• _The task_:
Select every line below containing the word "buckets".

[Dataset excerpts]
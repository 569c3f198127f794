//! Video generation worker.
//!
//! This crate provides:
//! - Prompt enhancement with a local fallback
//! - Job submission and status polling against the rendering service
//! - Watermarked download into a local directory
//! - Structured job logging and metrics

pub mod config;
pub mod enhancer;
pub mod error;
pub mod logging;
pub mod metrics;
pub mod pipeline;
pub mod poller;
pub mod submitter;

pub use config::{ModelConfig, PollConfig, WorkerConfig};
pub use enhancer::{fallback_prompt, PromptCompleter, PromptEnhancer};
pub use error::{Remediation, WorkerError, WorkerResult};
pub use logging::JobLogger;
pub use pipeline::{
    DownloadOutcome, DownloadService, GenerationOutcome, GenerationPipeline, LoggingRecordSink,
    VideoRecordSink,
};
pub use poller::{interpret_status, JobPoller, PollState};
pub use submitter::{classify_submission, JobSubmitter, RenderService};
fn word_frequencies(
    in_set: &[&Observation],
    config: &StatsConfig,
    tokenizer: &Tokenizer,
) -> Vec<LabelWordFrequencies> {
    config
        .labels
        .iter()
        .map(|&label| {
            // Tally with a first-seen index so ties break deterministically
            // by encounter order, never by hash iteration order.
            let mut counts: HashMap<String, (u64, usize)> = HashMap::new();
            let mut next_seen = 0usize;
            for o in in_set.iter().filter(|o| o.label == label) {
                for token in tokenizer.tokenize(&o.text) {
                    let entry = counts.entry(token).or_insert_with(|| {
                        let idx = next_seen;
                        next_seen += 1;
                        (0, idx)
                    });
                    entry.0 += 1;
                }
            }

            let mut tallies: Vec<(String, u64, usize)> = counts
                .into_iter()
                .map(|(token, (count, seen))| (token, count, seen))
                .collect();
            tallies.sort_by(|a, b| b.1.cmp(&a.1).then(a.2.cmp(&b.2)));
            tallies.truncate(config.top_k);

            LabelWordFrequencies {
                label,
                words: tallies
                    .into_iter()
                    .map(|(token, count, _)| WordFrequency { token, count })
                    .collect(),
            }
        })
        .collect()
}

fn time_trend(
    in_set: &[&Observation],
    parsed: &[Option<NaiveDateTime>],
    config: &StatsConfig,
    index: &HashMap<Label, usize>,
) -> TimeTrend {
    // BTreeMap keys come out sorted, and the zero-padded key format makes
    // lexicographic order chronological.
    let mut buckets: BTreeMap<String, Vec<u64>> = BTreeMap::new();
    for (o, ts) in in_set.iter().zip(parsed) {
        if let Some(ts) = ts {
            let slot = buckets
                .entry(hour_bucket_key(ts))
                .or_insert_with(|| vec![0; config.labels.len()]);
            slot[index[&o.label]] += 1;
        }
    }

    TimeTrend {
        hours: buckets.keys().cloned().collect(),
        series: config
            .labels
            .iter()
            .enumerate()
            .map(|(i, &label)| LabelSeries {
                label,
                counts: buckets.values().map(|slot| slot[i]).collect(),
            })
            .collect(),
    }
}
//! Built-in English stop-word list

/// Default stop-words dropped from word-frequency counts. High-frequency
/// function words only; sentiment-bearing words (e.g. "not") are kept out
/// of the list deliberately.
pub const STOPWORDS: &[&str] = &[
    "a", "about", "after", "again", "all", "also", "an", "and", "any", "are", "as", "at", "be",
    "because", "been", "before", "being", "between", "both", "but", "by", "can", "could", "did",
    "do", "does", "doing", "down", "during", "each", "few", "for", "from", "further", "had", "has",
    "have", "having", "he", "her", "here", "hers", "him", "his", "how", "i", "if", "in", "into",
    "is", "it", "its", "itself", "just", "me", "more", "most", "my", "myself", "now", "of", "off",
    "on", "once", "only", "or", "other", "our", "ours", "out", "over", "own", "s", "same", "she",
    "should", "so", "some", "such", "t", "than", "that", "the", "their", "theirs", "them", "then",
    "there", "these", "they", "this", "those", "through", "to", "too", "under", "until", "up",
    "very", "was", "we", "were", "what", "when", "where", "which", "while", "who", "whom", "why",
    "will", "with", "would", "you", "your", "yours",
];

• _Problem solution_:
    let mut buckets: BTreeMap<String, Vec<u64>> = BTreeMap::new();
            let slot = buckets
        hours: buckets.keys().cloned().collect(),
                counts: buckets.values().map(|slot| slot[i]).collect(),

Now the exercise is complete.